### WORK TO BE COMPLETED
Copy out, unchanged, every line from the start of the records to the line that contains "use crate::output::Output;", and stop there.

*** RECORDS SHOWN ***

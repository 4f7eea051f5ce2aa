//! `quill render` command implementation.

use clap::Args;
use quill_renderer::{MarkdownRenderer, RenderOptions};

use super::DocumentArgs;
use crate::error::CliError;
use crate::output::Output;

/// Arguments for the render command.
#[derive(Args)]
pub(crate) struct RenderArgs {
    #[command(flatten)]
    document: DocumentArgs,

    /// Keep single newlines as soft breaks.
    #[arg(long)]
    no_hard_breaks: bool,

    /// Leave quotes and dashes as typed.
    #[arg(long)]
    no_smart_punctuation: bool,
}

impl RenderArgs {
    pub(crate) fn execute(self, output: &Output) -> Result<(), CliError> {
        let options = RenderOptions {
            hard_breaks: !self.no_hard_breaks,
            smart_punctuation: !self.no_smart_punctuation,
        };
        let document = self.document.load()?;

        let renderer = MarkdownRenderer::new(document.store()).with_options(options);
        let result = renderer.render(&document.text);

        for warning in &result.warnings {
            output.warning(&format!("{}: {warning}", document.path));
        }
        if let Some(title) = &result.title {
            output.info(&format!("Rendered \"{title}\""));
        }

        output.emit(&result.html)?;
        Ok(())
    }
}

*** End of RECORDS SHOWN ***

### RESPONSE TO THIS TASK
repository 4f7eea051f5ce2aa
//! `quill render` command implementation.

use clap::Args;
use quill_renderer::{MarkdownRenderer, RenderOptions};

use super::DocumentArgs;
use crate::error::CliError;
use crate::output::Output;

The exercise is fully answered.